Records for the exercise: Begin

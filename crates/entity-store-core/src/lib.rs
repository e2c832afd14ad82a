//! Domain vocabulary shared by the entity store engine and its backends.

/// Entity trait and audit columns.
pub mod entity;
/// Backing store boundary.
pub mod executor;
/// Primary keys and secondary identifiers.
pub mod id;
/// Caller-supplied orderings.
pub mod order;
/// Predicates, windows and queries.
pub mod query;
/// Column lists and bitmasks.
pub mod schema;
/// Typed column values.
pub mod value;

pub use entity::{Audit, Entity};
pub use executor::QueryExecutor;
pub use id::{PrimaryKey, new_uuid};
pub use order::{OrderByComparator, OrderField};
pub use query::{Condition, Predicate, Query, Seek, Window};
pub use schema::{Column, ColumnMask, MAX_COLUMNS, Schema, SchemaError};
pub use value::Value;
// Probewatch Core - Orchestration Logic & Ports
// NO infrastructure dependencies: samplers and transports are injected through ports

pub mod application;
pub mod domain;
pub mod error;
pub mod port;

pub use error::{AppError, Result};

pub const VERSION: &str = env!("CARGO_PKG_VERSION");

Records for the exercise: End

▶ Work instructions: Set down the material above exactly, in full.

▶ Task answer:
filename crates/entity-store-core/src/lib.rs
repository e2c832afd14ad82a
//! Domain vocabulary shared by the entity store engine and its backends.

/// Entity trait and audit columns.
pub mod entity;
/// Backing store boundary.
pub mod executor;
/// Primary keys and secondary identifiers.
pub mod id;
/// Caller-supplied orderings.
pub mod order;
/// Predicates, windows and queries.
pub mod query;
/// Column lists and bitmasks.
pub mod schema;
/// Typed column values.
pub mod value;

pub use entity::{Audit, Entity};
pub use executor::QueryExecutor;
pub use id::{PrimaryKey, new_uuid};
pub use order::{OrderByComparator, OrderField};
pub use query::{Condition, Predicate, Query, Seek, Window};
pub use schema::{Column, ColumnMask, MAX_COLUMNS, Schema, SchemaError};
pub use value::Value;
// Probewatch Core - Orchestration Logic & Ports
// NO infrastructure dependencies: samplers and transports are injected through ports

pub mod application;
pub mod domain;
pub mod error;
pub mod port;

pub use error::{AppError, Result};

pub const VERSION: &str = env!("CARGO_PKG_VERSION");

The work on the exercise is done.